(Dataset entries):
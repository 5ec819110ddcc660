//! Entity identification.
//!
//! Every card instance that exists during an encounter has a unique
//! `EntityId`. Opponents are identified by their engagement slot instead
//! (see `combat::SlotId`), so entity IDs are only ever handed out to cards.
//!
//! ## Usage
//!
//! ```
//! use card_encounter::core::{EntityAllocator, EntityId};
//!
//! let mut ids = EntityAllocator::new();
//! let first = ids.allocate();
//! let second = ids.allocate();
//!
//! assert_eq!(first, EntityId(0));
//! assert_ne!(first, second);
//! ```

use serde::{Deserialize, Serialize};

/// Unique identifier for a card instance.
#[derive(Clone, Copy, Debug, PartialEq, Eq, Hash, PartialOrd, Ord, Serialize, Deserialize)]
pub struct EntityId(pub u32);

impl EntityId {
    /// Create a new entity ID.
    #[must_use]
    pub const fn new(id: u32) -> Self {
        Self(id)
    }

    /// Get the raw ID value.
    #[must_use]
    pub const fn raw(self) -> u32 {
        self.0
    }
}

impl std::fmt::Display for EntityId {
    fn fmt(&self, f: &mut std::fmt::Formatter<'_>) -> std::fmt::Result {
        write!(f, "Entity({})", self.0)
    }
}

/// Monotonic allocator for entity IDs.
///
/// IDs are never reused within one allocator, so an instance removed from
/// the game can't be confused with a later one.
#[derive(Clone, Debug, Default, Serialize, Deserialize)]
pub struct EntityAllocator {
    next: u32,
}

impl EntityAllocator {
    /// Create an allocator starting at ID 0.
    #[must_use]
    pub fn new() -> Self {
        Self::default()
    }

    /// Allocate the next ID.
    pub fn allocate(&mut self) -> EntityId {
        let id = EntityId(self.next);
        self.next += 1;
        id
    }
}
//! Encounter configuration.
//!
//! Hosts configure the engine at startup with an `EncounterConfig`:
//! - `table_cap`: Cards allowed on the table (hand + combat zones)
//! - `max_slots`: Opponents engaged at once
//! - `draw_offers`: The two energy-for-cards trades shown in combat
//! - `placement`: Which card colours may enter which combat zone
//!
//! `EncounterConfig::default()` matches the standard ruleset.

use serde::{Deserialize, Serialize};

use crate::cards::CardColor;
use crate::economy::{DrawOffer, TABLE_CARD_CAP};

/// Default number of simultaneous opponents.
pub const MAX_ENGAGEMENT_SLOTS: usize = 3;

/// Which colours each combat zone refuses.
#[derive(Clone, Debug, PartialEq, Eq, Serialize, Deserialize)]
pub struct PlacementRules {
    /// Colours barred from the attack zone (still allowed on defense).
    pub attack_rejects: Vec<CardColor>,
    /// Colours barred from every combat zone.
    pub combat_rejects: Vec<CardColor>,
}

impl Default for PlacementRules {
    fn default() -> Self {
        Self {
            attack_rejects: vec![CardColor::Blue],
            combat_rejects: vec![CardColor::Green],
        }
    }
}

/// Complete engine configuration.
///
/// ## Example
///
/// ```
/// use card_encounter::core::EncounterConfig;
/// use card_encounter::economy::DrawOffer;
///
/// let config = EncounterConfig::default()
///     .with_table_cap(9)
///     .with_draw_offers([DrawOffer::new(1, 1, 0), DrawOffer::large()]);
///
/// assert_eq!(config.table_cap, 9);
/// assert_eq!(config.max_slots, 3);
/// ```
#[derive(Clone, Debug, PartialEq, Eq, Serialize, Deserialize)]
pub struct EncounterConfig {
    /// Maximum cards on the table.
    pub table_cap: usize,

    /// Maximum simultaneous opponents. Extra opponents are ignored.
    ///
    /// Read through `slot_limit`, which keeps it within 1..=3 however it
    /// was set.
    pub max_slots: usize,

    /// Draw offers, in button order.
    pub draw_offers: [DrawOffer; 2],

    /// Colour placement rules.
    pub placement: PlacementRules,
}

impl Default for EncounterConfig {
    fn default() -> Self {
        Self {
            table_cap: TABLE_CARD_CAP,
            max_slots: MAX_ENGAGEMENT_SLOTS,
            draw_offers: [DrawOffer::small(), DrawOffer::large()],
            placement: PlacementRules::default(),
        }
    }
}

impl EncounterConfig {
    #[must_use]
    pub fn with_table_cap(mut self, cap: usize) -> Self {
        self.table_cap = cap;
        self
    }

    /// Set the slot limit, clamped to 1..=3.
    #[must_use]
    pub fn with_max_slots(mut self, slots: usize) -> Self {
        self.max_slots = slots.clamp(1, MAX_ENGAGEMENT_SLOTS);
        self
    }

    /// Opponents engaged at once: `max_slots` clamped to 1..=3.
    #[must_use]
    pub fn slot_limit(&self) -> usize {
        self.max_slots.clamp(1, MAX_ENGAGEMENT_SLOTS)
    }

    #[must_use]
    pub fn with_draw_offers(mut self, offers: [DrawOffer; 2]) -> Self {
        self.draw_offers = offers;
        self
    }

    #[must_use]
    pub fn with_placement(mut self, placement: PlacementRules) -> Self {
        self.placement = placement;
        self
    }
}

(What the task requires):
Work through the records line by line and tally those with the word "CardColor". Report only the total.

(Written answer):
5